Les nouveaux raiders

Emmanuel Paquette Journaliste

Venus du Mexique, de Hongkong ou d’Egypte, les milliardaires des pays émergents fondent sur les opérateurs téléphoniques les plus fragiles. Dans leur collimateur : l’Europe.

Un Mexicain, un Chinois et un Egyptien viennent de s’inviter à une partie de Monopoly mondiale. Trois joueurs, trois fortunes amassées dans leurs pays respectifs grâce à la téléphonie fixe et mobile et qui, ces derniers mois, avancent leur pion sur le Vieux Continent. Ils s’appellent Carlos Slim, Li Ka-shing et Naguib Sawiris, et pèsent ensemble la bagatelle de 100 milliards de dollars, selon le magazine Forbes.
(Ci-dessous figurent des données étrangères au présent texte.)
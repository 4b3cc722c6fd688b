//! Shared fixtures for moodgen-studio integration tests

#![allow(dead_code)]

use async_trait::async_trait;
use moodgen_common::Waveform;
use moodgen_studio::services::{
    AudioEnhancer, ClassifierError, FileStore, GeneratorError, ModelGate, MoodClassifier, MusicGenerator,
};
use moodgen_studio::AppState;
use std::path::Path;
use std::sync::atomic::{AtomicUsize, Ordering};
use std::sync::{Arc, Mutex};
use std::time::Duration;

pub const EPIC_CLASSIFICATION: &str = "Genre: Orchestral\nMood: Epic\nTempo: Moderate (90 BPM)";

/// Sine tone at `freq` Hz
pub fn sine_wave(freq: f32, sample_rate: u32, seconds: f32, amplitude: f32) -> Vec<f32> {
    let n = (sample_rate as f32 * seconds) as usize;
    (0..n)
        .map(|i| amplitude * (2.0 * std::f32::consts::PI * freq * i as f32 / sample_rate as f32).sin())
        .collect()
}

/// Write a 16-bit PCM WAV file with a tone on every channel
pub fn write_tone_wav(path: &Path, sample_rate: u32, channels: u16, seconds: f32) {
    let spec = hound::WavSpec {
        channels,
        sample_rate,
        bits_per_sample: 16,
        sample_format: hound::SampleFormat::Int,
    };
    let mut writer = hound::WavWriter::create(path, spec).unwrap();
    for s in sine_wave(440.0, sample_rate, seconds, 0.5) {
        for _ in 0..channels {
            writer.write_sample((s * 32767.0) as i16).unwrap();
        }
    }
    writer.finalize().unwrap();
}

/// Classifier returning a fixed answer (or a fixed failure)
pub struct MockClassifier {
    response: Result<String, String>,
    pub calls: AtomicUsize,
    pub inputs: Mutex<Vec<String>>,
}

impl MockClassifier {
    pub fn answering(response: &str) -> Self {
        Self {
            response: Ok(response.to_string()),
            calls: AtomicUsize::new(0),
            inputs: Mutex::new(Vec::new()),
        }
    }

    pub fn failing(message: &str) -> Self {
        Self {
            response: Err(message.to_string()),
            calls: AtomicUsize::new(0),
            inputs: Mutex::new(Vec::new()),
        }
    }

    pub fn call_count(&self) -> usize {
        self.calls.load(Ordering::SeqCst)
    }
}

#[async_trait]
impl MoodClassifier for MockClassifier {
    async fn classify(&self, text: &str) -> Result<String, ClassifierError> {
        self.calls.fetch_add(1, Ordering::SeqCst);
        self.inputs.lock().unwrap().push(text.to_string());
        match &self.response {
            Ok(r) => Ok(r.clone()),
            Err(m) => Err(ClassifierError::Network(m.clone())),
        }
    }
}

/// Generator recording its calls and returning a short tone
pub struct MockGenerator {
    pub sample_rate: u32,
    pub seconds: f32,
    pub delay: Duration,
    pub fail_with: Option<String>,
    pub calls: Mutex<Vec<(String, u32)>>,
    active: AtomicUsize,
    pub max_concurrent: AtomicUsize,
}

impl Default for MockGenerator {
    fn default() -> Self {
        Self {
            sample_rate: 16000,
            seconds: 0.5,
            delay: Duration::ZERO,
            fail_with: None,
            calls: Mutex::new(Vec::new()),
            active: AtomicUsize::new(0),
            max_concurrent: AtomicUsize::new(0),
        }
    }
}

impl MockGenerator {
    pub fn with_delay(delay: Duration) -> Self {
        Self {
            delay,
            ..Self::default()
        }
    }

    pub fn failing(message: &str) -> Self {
        Self {
            fail_with: Some(message.to_string()),
            ..Self::default()
        }
    }

    pub fn recorded_calls(&self) -> Vec<(String, u32)> {
        self.calls.lock().unwrap().clone()
    }
}

#[async_trait]
impl MusicGenerator for MockGenerator {
    async fn generate(&self, prompt: &str, max_new_tokens: u32) -> Result<Waveform, GeneratorError> {
        let now_active = self.active.fetch_add(1, Ordering::SeqCst) + 1;
        self.max_concurrent.fetch_max(now_active, Ordering::SeqCst);
        self.calls.lock().unwrap().push((prompt.to_string(), max_new_tokens));

        if !self.delay.is_zero() {
            tokio::time::sleep(self.delay).await;
        }
        self.active.fetch_sub(1, Ordering::SeqCst);

        if let Some(message) = &self.fail_with {
            return Err(GeneratorError::Api(500, message.clone()));
        }
        Ok(Waveform::mono(
            sine_wave(330.0, self.sample_rate, self.seconds, 0.6),
            self.sample_rate,
        ))
    }
}

/// File store over an in-memory catalog and a temp audio dir
pub async fn test_store(root: &Path) -> Arc<FileStore> {
    let pool = sqlx::sqlite::SqlitePoolOptions::new()
        .max_connections(1)
        .connect("sqlite::memory:")
        .await
        .unwrap();
    moodgen_common::db::init_tables(&pool).await.unwrap();
    Arc::new(FileStore::new(pool, root.join("generated")))
}

/// Fully wired state with mock collaborators and an open model gate
pub async fn test_state(
    root: &Path,
    classifier: Arc<MockClassifier>,
    generator: Arc<MockGenerator>,
) -> AppState {
    let store = test_store(root).await;
    let gate = Arc::new(ModelGate::ready(generator));
    AppState::new(store, classifier, gate, AudioEnhancer::default())
}
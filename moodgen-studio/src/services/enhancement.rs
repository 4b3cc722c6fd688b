//! Load a stored clip, enhance it off the async runtime, store the result

use super::enhancer::{AudioEnhancer, Enhancement, EnhancementKind, Outcome};
use super::file_store::{AudioKind, FileStore, StoreError, StoredAudioFile};
use std::sync::Arc;
use thiserror::Error;

#[derive(Debug, Error)]
pub enum EnhancementError {
    #[error(transparent)]
    Store(#[from] StoreError),
}

/// Result of enhancing a stored clip
#[derive(Debug, Clone)]
pub struct EnhancedFile {
    pub source_identifier: String,
    pub stored: StoredAudioFile,
    pub outcome: Outcome,
}

pub struct EnhancementService {
    store: Arc<FileStore>,
    enhancer: Arc<AudioEnhancer>,
}

fn stored_kind(kind: EnhancementKind) -> AudioKind {
    match kind {
        EnhancementKind::Harmonize => AudioKind::Harmonized,
        EnhancementKind::Reharmonize => AudioKind::Reharmonized,
    }
}

impl EnhancementService {
    pub fn new(store: Arc<FileStore>, enhancer: Arc<AudioEnhancer>) -> Self {
        Self { store, enhancer }
    }

    /// Enhance `identifier`. `duration_seconds` defaults to the clip length.
    pub async fn enhance(
        &self,
        identifier: &str,
        kind: EnhancementKind,
        duration_seconds: Option<f64>,
    ) -> Result<EnhancedFile, EnhancementError> {
        let waveform = Arc::new(self.store.load(identifier).await?);
        let duration = duration_seconds.unwrap_or_else(|| waveform.duration_seconds());

        let enhancer = Arc::clone(&self.enhancer);
        let source = Arc::clone(&waveform);
        let enhancement = match tokio::task::spawn_blocking(move || enhancer.enhance(kind, &source, duration)).await {
            Ok(enhancement) => enhancement,
            Err(e) => {
                tracing::error!(kind = %kind, error = %e, "Enhancement task aborted, keeping original audio");
                Enhancement {
                    waveform: Arc::try_unwrap(waveform).unwrap_or_else(|w| (*w).clone()),
                    outcome: Outcome::FellBack {
                        reason: format!("enhancement task aborted: {}", e),
                    },
                }
            }
        };

        let stored = self.store.save(&enhancement.waveform, stored_kind(kind)).await?;
        tracing::info!(
            source = identifier,
            identifier = %stored.identifier,
            kind = %kind,
            applied = enhancement.outcome.is_applied(),
            "Enhanced file stored"
        );

        Ok(EnhancedFile {
            source_identifier: identifier.to_string(),
            stored,
            outcome: enhancement.outcome,
        })
    }
}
Ce trio sonne l’heure de la revanche des pays émergents venus faire leurs emplettes aux Pays-Bas, en Irlande, en Autriche et, peut-être bientôt, en France. Quand le Sud achète le Nord. Sur ce Monopoly, les petites maisons vertes ont cédé la place aux enseignes des réseaux télécoms, et les noms des pays ont succédé aux odonymes du célèbre jeu. Jusqu’alors, ce sont les mastodontes européens qui multipliaient les conquêtes : France Télécom en Afrique et au Moyen-Orient, Vivendi au Brésil et au Maroc, l’espagnol Telefonica en Amérique latine ou le britannique Vodafone en Inde et en Afrique du Sud.  » Un changement structurel est en train de se produire, par lequel les opérateurs des pays émergents vont réaliser de plus en plus d’acquisitions et de fusions « , prévoit une étude récente de la banque HSBC.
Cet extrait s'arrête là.